A few years ago we started the Boulder [Colorado] Independent Business Alliance (BIBA) with the goal of helping the community to stop chainstores from continuing to displace local businesses. We organized collaborative campaigns funded by independent local businesses, including public education, direct pooling of resources for group purchasing and marketing, and political organizing to promote local policies favoring community-rooted businesses. BIBA opened a lot of doors for democratic conversations that included many people and organizations who would have been difficult to engage through, say, POCLAD or

We consciously worked to develop a model that others could employ, and last year we launched the American Independent Business Alliance (AMIBA) to help other communities use it. There are four more IBAs now with substantial paying memberships -- Salt Lake City, Utah; Corvallis, Oregon; Austin, Texas and Santa Fe, New Mexico-- and several other communities are in earlier stages of organizing. We're helping to seed and connect these groups to build a national network that eventually will change trends on a larger scale.

I believe that owners of farms and other small businesses are essential to the success of the Democracy Movement. These folks know as well as anyone how destructive giant corporations can be, but not only have most activists failed to forge alliances with small-business owners, we tend to alienate them with broad-brush attacks on business. Sloppy use of language like "business interests" does great harm to our cause.
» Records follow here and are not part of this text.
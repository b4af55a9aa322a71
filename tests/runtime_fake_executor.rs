// tests/runtime_fake_executor.rs

use std::error::Error;
use std::sync::{Arc, Mutex};

use tokio::sync::mpsc;

use genopipe::dag::{PipelineGraph, Scheduler};
use genopipe::engine::{CoreRuntime, Runtime};
use genopipe::fs::mock::MockFileSystem;
use genopipe::fs::FileSystem;
use genopipe::pipeline;
use genopipe::report::{RunReport, TaskStatus};
use genopipe::task::TaskSpec;
use genopipe_test_utils::builders::{SampleSheetBuilder, TaskSpecBuilder};
use genopipe_test_utils::fake_executor::FakeExecutor;
use genopipe_test_utils::{init_tracing, with_timeout};

type TestResult = Result<(), Box<dyn Error>>;

/// Run the full event loop once over a mock filesystem, with the given task
/// names reporting a non-zero exit. Returns the report plus the execution
/// order the fake executor saw.
async fn run_once(
    specs: Vec<TaskSpec>,
    fs: Arc<MockFileSystem>,
    failing: &[&str],
) -> Result<(RunReport, Vec<String>), Box<dyn Error>> {
    let graph = PipelineGraph::build(specs)?;
    let fs_handle: Arc<dyn FileSystem> = fs.clone();
    let scheduler = Scheduler::new(graph, fs_handle);

    let (tx, rx) = mpsc::channel(64);
    let executed = Arc::new(Mutex::new(Vec::new()));
    let mut executor = FakeExecutor::new(tx, Arc::clone(&executed), Arc::clone(&fs));
    for name in failing {
        executor = executor.fail_task(name);
    }

    let runtime = Runtime::new(CoreRuntime::new(scheduler), rx, executor);
    let report = runtime.run().await?;

    let order = executed.lock().unwrap().clone();
    Ok((report, order))
}

fn chain_specs() -> Vec<TaskSpec> {
    vec![
        TaskSpecBuilder::new("root")
            .input("seed.txt")
            .output("a.txt")
            .build(),
        TaskSpecBuilder::new("mid")
            .input("a.txt")
            .output("b.txt")
            .build(),
        TaskSpecBuilder::new("leaf")
            .input("b.txt")
            .output("c.txt")
            .build(),
    ]
}

#[tokio::test]
async fn chain_executes_in_dependency_order() -> TestResult {
    init_tracing();
    with_timeout(async {
        let fs = Arc::new(MockFileSystem::new());
        fs.touch("seed.txt");

        let (report, order) = run_once(chain_specs(), Arc::clone(&fs), &[]).await?;

        assert_eq!(order, vec!["root", "mid", "leaf"]);
        assert!(report.is_success());
        assert_eq!(report.executed(), 3);
        Ok(())
    })
    .await
}

#[tokio::test]
async fn second_run_skips_everything() -> TestResult {
    init_tracing();
    with_timeout(async {
        let fs = Arc::new(MockFileSystem::new());
        fs.touch("seed.txt");

        let (first, _) = run_once(chain_specs(), Arc::clone(&fs), &[]).await?;
        assert_eq!(first.executed(), 3);

        let (second, order) = run_once(chain_specs(), Arc::clone(&fs), &[]).await?;
        assert!(order.is_empty(), "re-run executed {order:?}");
        assert!(second.is_success());
        assert_eq!(second.skipped(), 3);
        Ok(())
    })
    .await
}

#[tokio::test]
async fn failure_cancels_dependents_but_not_siblings() -> TestResult {
    init_tracing();
    with_timeout(async {
        let mut specs = chain_specs();
        specs.push(TaskSpecBuilder::new("bystander").output("d.txt").build());

        let fs = Arc::new(MockFileSystem::new());
        fs.touch("seed.txt");

        let (report, order) = run_once(specs, Arc::clone(&fs), &["mid"]).await?;

        assert_eq!(report.status_of("root"), Some(&TaskStatus::Succeeded));
        assert!(matches!(
            report.status_of("mid"),
            Some(TaskStatus::Failed(reason)) if reason.contains("exited with code 1")
        ));
        assert_eq!(report.status_of("leaf"), Some(&TaskStatus::Cancelled));
        assert_eq!(report.status_of("bystander"), Some(&TaskStatus::Succeeded));

        assert!(!order.contains(&"leaf".to_string()));
        assert!(!report.is_success());
        Ok(())
    })
    .await
}

#[tokio::test]
async fn missing_external_input_fails_its_subgraph_only() -> TestResult {
    init_tracing();
    with_timeout(async {
        let mut specs = chain_specs();
        specs.push(TaskSpecBuilder::new("bystander").output("d.txt").build());

        // seed.txt deliberately absent.
        let fs = Arc::new(MockFileSystem::new());

        let (report, order) = run_once(specs, Arc::clone(&fs), &[]).await?;

        assert!(matches!(
            report.status_of("root"),
            Some(TaskStatus::Failed(reason)) if reason.contains("seed.txt")
        ));
        assert_eq!(report.status_of("mid"), Some(&TaskStatus::Cancelled));
        assert_eq!(report.status_of("leaf"), Some(&TaskStatus::Cancelled));
        assert_eq!(report.status_of("bystander"), Some(&TaskStatus::Succeeded));

        assert_eq!(order, vec!["bystander"]);
        Ok(())
    })
    .await
}

#[tokio::test]
async fn deleted_index_artifact_reruns_only_its_subgraph() -> TestResult {
    init_tracing();
    with_timeout(async {
        let sheet = SampleSheetBuilder::new("ref.fa")
            .output_dir("out")
            .sample("A", "reads/A_1.fq", "reads/A_2.fq")
            .build();

        let fs = Arc::new(MockFileSystem::new());
        fs.touch("ref.fa");
        fs.touch("reads/A_1.fq");
        fs.touch("reads/A_2.fq");

        let (first, _) = run_once(pipeline::assemble(&sheet)?, Arc::clone(&fs), &[]).await?;
        assert!(first.is_success());
        assert_eq!(first.executed(), 11);

        // Losing one bwa artifact makes bwa_index stale; the fresh artifacts
        // then ripple through the alignment chain, the manifest and the
        // cohort stages. The other two reference stages stay untouched.
        fs.remove("ref.fa.amb");
        let (second, order) = run_once(pipeline::assemble(&sheet)?, Arc::clone(&fs), &[]).await?;

        assert!(second.is_success());
        assert_eq!(second.executed(), 9, "executed: {order:?}");
        assert_eq!(
            second.status_of("picard_dict:ref.dict"),
            Some(&TaskStatus::UpToDate)
        );
        assert_eq!(
            second.status_of("samtools_faidx:ref.fa.fai"),
            Some(&TaskStatus::UpToDate)
        );
        assert_eq!(order[0], "bwa_index:ref.fa");
        Ok(())
    })
    .await
}

#[tokio::test]
async fn fully_up_to_date_pipeline_finishes_without_events() -> TestResult {
    init_tracing();
    with_timeout(async {
        let fs = Arc::new(MockFileSystem::new());
        fs.touch("seed.txt");
        fs.touch("a.txt");
        fs.touch("b.txt");
        fs.touch("c.txt");

        let (report, order) = run_once(chain_specs(), Arc::clone(&fs), &[]).await?;

        assert!(order.is_empty());
        assert!(report.is_success());
        assert_eq!(report.skipped(), 3);
        Ok(())
    })
    .await
}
A long-term goal of ours is to develop a powerful counterforce to entities like the US Chamber of Commerce, which gains its legitimacy from thousands of small member businesses, but actually exploits them to promote the agenda of the transnationals that drive its agenda. We should seize the label of "pro-business" for ourselves, making it clear what kind of business we're for and why. After all, small-business owners already know that "corporate speech" only helps those big enough to hire lobbyists and public relations firms.